After a recession, CoBank predicts a return to inflation rates closer to 3.5% - 4.5% by late 2023.
Since the loss of 2 million workers over the past couple years, employers may be reluctant to impose layoffs even in the turn of a recession, the bank added.
The organization said that the meat and poultry industry will begin to feel tightening of the economy in 2023 in ways it has managed to escape the past few years.
“Despite tectonic shifts in consumer eating habits, record high feed costs, labor shortages and supply chain logjams, most US animal protein industry segments have posted phenomenal financial performance over the past three years,” CoBank noted. “However, this broad-based era of profitability will likely come to an end in 2023.”
The year 2023 will likely be a time for meat and poultry companies to pause and reflect before vamping production, as high costs of feed, labor and construction are hindrances to expansion.
CoBank expects that after an all-time high of over 226 lbs per capita (projected) in 2022, US meat and poultry consumption will be flat in the year to come.
As cattle supply shrinks, beef production is set for a contraction during 2023, down 2 billion lbs annually compared the previous year.
Pork is set for a moderate rebound, helping offset the gap in red meat production. However, the hog breeding herd is at a five-year low, down 6.5% from its peak in 2020.
The chicken segment experienced an incremental rise in production late in 2022, which CoBank believes is a hint at the direction the segment’s headed in 2023.
“While we do not expect broiler prices to revert to pre-pandemic low levels, the record highs of 2022 will not return either,” CoBank said.

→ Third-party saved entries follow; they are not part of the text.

//! String-backed enums stored in the database.
//!
//! Each mirrors a `punto-core` enum; the `From` impls below convert between
//! the two so the core stays free of database dependencies.

use punto_core::{accounts, cash, documents, inventory};
use sea_orm::entity::prelude::*;
use serde::{Deserialize, Serialize};

/// Account movement type.
#[derive(Debug, Clone, Copy, PartialEq, Eq, EnumIter, DeriveActiveEnum, Serialize, Deserialize)]
#[sea_orm(rs_type = "String", db_type = "String(StringLen::N(16))")]
#[serde(rename_all = "UPPERCASE")]
pub enum MovementType {
    #[sea_orm(string_value = "CHARGE")]
    Charge,
    #[sea_orm(string_value = "PAYMENT")]
    Payment,
}

/// Cash session status.
#[derive(Debug, Clone, Copy, PartialEq, Eq, EnumIter, DeriveActiveEnum, Serialize, Deserialize)]
#[sea_orm(rs_type = "String", db_type = "String(StringLen::N(16))")]
#[serde(rename_all = "UPPERCASE")]
pub enum CashSessionStatus {
    #[sea_orm(string_value = "OPEN")]
    Open,
    #[sea_orm(string_value = "CLOSED")]
    Closed,
}

/// Cash movement direction.
#[derive(Debug, Clone, Copy, PartialEq, Eq, EnumIter, DeriveActiveEnum, Serialize, Deserialize)]
#[sea_orm(rs_type = "String", db_type = "String(StringLen::N(16))")]
#[serde(rename_all = "UPPERCASE")]
pub enum CashMovementType {
    #[sea_orm(string_value = "INCOME")]
    Income,
    #[sea_orm(string_value = "EXPENSE")]
    Expense,
}

/// Payment method.
#[derive(Debug, Clone, Copy, PartialEq, Eq, EnumIter, DeriveActiveEnum, Serialize, Deserialize)]
#[sea_orm(rs_type = "String", db_type = "String(StringLen::N(16))")]
#[serde(rename_all = "UPPERCASE")]
pub enum PaymentMethod {
    #[sea_orm(string_value = "CASH")]
    Cash,
    #[sea_orm(string_value = "CARD")]
    Card,
    #[sea_orm(string_value = "TRANSFER")]
    Transfer,
    #[sea_orm(string_value = "ACCOUNT")]
    Account,
}

/// Document kind.
#[derive(Debug, Clone, Copy, PartialEq, Eq, EnumIter, DeriveActiveEnum, Serialize, Deserialize)]
#[sea_orm(rs_type = "String", db_type = "String(StringLen::N(16))")]
#[serde(rename_all = "UPPERCASE")]
pub enum DocumentKind {
    #[sea_orm(string_value = "SALE")]
    Sale,
    #[sea_orm(string_value = "ORDER")]
    Order,
    #[sea_orm(string_value = "QUOTATION")]
    Quotation,
}

/// Document status.
#[derive(Debug, Clone, Copy, PartialEq, Eq, EnumIter, DeriveActiveEnum, Serialize, Deserialize)]
#[sea_orm(rs_type = "String", db_type = "String(StringLen::N(16))")]
#[serde(rename_all = "UPPERCASE")]
pub enum DocumentStatus {
    #[sea_orm(string_value = "PENDING")]
    Pending,
    #[sea_orm(string_value = "COMPLETED")]
    Completed,
    #[sea_orm(string_value = "CANCELLED")]
    Cancelled,
    #[sea_orm(string_value = "CONVERTED")]
    Converted,
    #[sea_orm(string_value = "VOIDED")]
    Voided,
}

/// Stock movement kind.
#[derive(Debug, Clone, Copy, PartialEq, Eq, EnumIter, DeriveActiveEnum, Serialize, Deserialize)]
#[sea_orm(rs_type = "String", db_type = "String(StringLen::N(24))")]
#[serde(rename_all = "SCREAMING_SNAKE_CASE")]
pub enum StockMovementKind {
    #[sea_orm(string_value = "PURCHASE_RECEIPT")]
    PurchaseReceipt,
    #[sea_orm(string_value = "SALE")]
    Sale,
    #[sea_orm(string_value = "SALE_RETURN")]
    SaleReturn,
    #[sea_orm(string_value = "ADJUSTMENT_IN")]
    AdjustmentIn,
    #[sea_orm(string_value = "ADJUSTMENT_OUT")]
    AdjustmentOut,
}

/// Generates `From` impls in both directions for unit-variant enums.
macro_rules! mirror_enum {
    ($db:ident <=> $core:ty { $($variant:ident),+ $(,)? }) => {
        impl From<$core> for $db {
            fn from(value: $core) -> Self {
                type C = $core;
                match value {
                    $(C::$variant => Self::$variant,)+
                }
            }
        }

        impl From<$db> for $core {
            fn from(value: $db) -> Self {
                type C = $core;
                match value {
                    $($db::$variant => C::$variant,)+
                }
            }
        }
    };
}

mirror_enum!(MovementType <=> accounts::MovementType { Charge, Payment });
mirror_enum!(CashSessionStatus <=> cash::CashSessionStatus { Open, Closed });
mirror_enum!(CashMovementType <=> cash::CashMovementType { Income, Expense });
mirror_enum!(PaymentMethod <=> cash::PaymentMethod { Cash, Card, Transfer, Account });
mirror_enum!(DocumentKind <=> documents::DocumentKind { Sale, Order, Quotation });
mirror_enum!(DocumentStatus <=> documents::DocumentStatus {
    Pending,
    Completed,
    Cancelled,
    Converted,
    Voided,
});
mirror_enum!(StockMovementKind <=> inventory::StockMovementKind {
    PurchaseReceipt,
    Sale,
    SaleReturn,
    AdjustmentIn,
    AdjustmentOut,
});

Adding to the uncertainty of what’s to come in the new year, the 2022 primary elections granted Republicans control over the House of Representatives and Democrats control over the Senate. CoBank is skeptical of legislation like the Farm Bill 2023 passing quickly with a divided Congress.
“At the end of the day, the Senate will have the upper hand in this debate,” CoBank wrote in the report. “And the policies that arise in the bill — be it in September or December of 2023 or November 2024 — will impact agriculture for the next decade to come.”